По вторникам в Константинове был базар. Паранька, которую под окном пустившей меня на ночлег бабки Фильки я в первые минуты посчитал прекрасной, торговала яблоками. Я поздоровался, и она спросила, как мне спалось. С того вечера я нигде не видел ее, хотя очень мечтал, переправляясь в луга, натолкнуться на нее у реки, где поят коров, или вдалеке у леса, вот так, случайно и ненадолго, но с обещанием позднего свидания за тьмой жилого. Тут я воображал старину, покосы, колядушки, песни и почему-то она, Паранька должна была принести с собой давно забытое, чисто русское, пленительное, тем более что оно сполна досталось ее нежному земляку — это любимое мной растворение в ночи, когда луга, реки, пустынные дороги под звездами того и ждут, чтобы мы пришли с приметами и суеверием, шептались и были близки и откровенны с кем-то похожим на нас, кого мы ждем, выдумываем и редко видим.

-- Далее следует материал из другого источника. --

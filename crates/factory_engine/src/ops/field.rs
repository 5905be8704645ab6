//! Weather, screens, and hazards.

use crate::context::BattleContext;
use crate::dsl::{Domains, EffectApplied, Genesis, Op};
use crate::state::Weather;

/// Set weather `W` (a [`Weather`] discriminant) for five turns; fails if
/// that weather is already up.
pub struct SetWeatherOp<const W: u8>;

impl<const W: u8> Op for SetWeatherOp<W> {
    const DOMAINS: Domains = Domains::FIELD;
    type Input = Genesis;
    type Output = EffectApplied;

    fn execute(ctx: &mut BattleContext<'_>) {
        let weather = Weather::from_u8(W);
        if ctx.field().weather == weather {
            ctx.result.failed = true;
            return;
        }
        let field = ctx.field_mut();
        field.weather = weather;
        field.weather_turns = 5;
    }
}

pub struct SetReflect;

impl Op for SetReflect {
    const DOMAINS: Domains = Domains::SIDE;
    type Input = Genesis;
    type Output = EffectApplied;

    fn execute(ctx: &mut BattleContext<'_>) {
        if ctx.attacker_side().has_reflect() {
            ctx.result.failed = true;
            return;
        }
        ctx.attacker_side_mut().reflect_turns = 5;
    }
}

pub struct SetLightScreen;

impl Op for SetLightScreen {
    const DOMAINS: Domains = Domains::SIDE;
    type Input = Genesis;
    type Output = EffectApplied;

    fn execute(ctx: &mut BattleContext<'_>) {
        if ctx.attacker_side().has_light_screen() {
            ctx.result.failed = true;
            return;
        }
        ctx.attacker_side_mut().light_screen_turns = 5;
    }
}

pub struct SetSafeguard;

impl Op for SetSafeguard {
    const DOMAINS: Domains = Domains::SIDE;
    type Input = Genesis;
    type Output = EffectApplied;

    fn execute(ctx: &mut BattleContext<'_>) {
        if ctx.attacker_side().has_safeguard() {
            ctx.result.failed = true;
            return;
        }
        ctx.attacker_side_mut().safeguard_turns = 5;
    }
}

pub struct SetMist;

impl Op for SetMist {
    const DOMAINS: Domains = Domains::SIDE;
    type Input = Genesis;
    type Output = EffectApplied;

    fn execute(ctx: &mut BattleContext<'_>) {
        if ctx.attacker_side().has_mist() {
            ctx.result.failed = true;
            return;
        }
        ctx.attacker_side_mut().mist_turns = 5;
    }
}

/// Add a spikes layer to the defending side; fails at three layers.
pub struct AddSpikes;

impl Op for AddSpikes {
    const DOMAINS: Domains = Domains::SIDE;
    type Input = Genesis;
    type Output = EffectApplied;

    fn execute(ctx: &mut BattleContext<'_>) {
        if ctx.defender_side().spikes_layers >= 3 {
            ctx.result.failed = true;
            return;
        }
        ctx.defender_side_mut().spikes_layers += 1;
    }
}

Я спал в кладовке, просыпался и ждал, когда же наступит необыкновенное. Порою страшно делалось по ночам. По ночам подступали самые тайные мысли, и на рассвете угнетала растерянность. «Что я, кто я? Что мне назначено, по какой дороге пойду я, кто будет любить меня, кто ненавидеть? Почему никто не приходит ко мне, не слышит меня, почему трезвый день мне терзает душу во тьме, когда я не живу, а лечу, как писали, под облакы? И зачем же, в конце концов, мне эта деревня, что пригнало меня сюда под дождем, чем это кончится и откуда такая непонятная мне власть чего-то тайного?» — думал я в кладовке, вспоминая, с каким упорством продолжается внешняя грубая жизнь.
Становилось жалко себя, напрасными вдруг казались мечты. Мечты опережали меня, одни они и обволакивали душу тогда, только они и вспоминались в нынешний раз по пути в Константиново. Вновь, на минуту, становилось жалко себя. Не так вроде бы жил, мало видел, ничего не успел.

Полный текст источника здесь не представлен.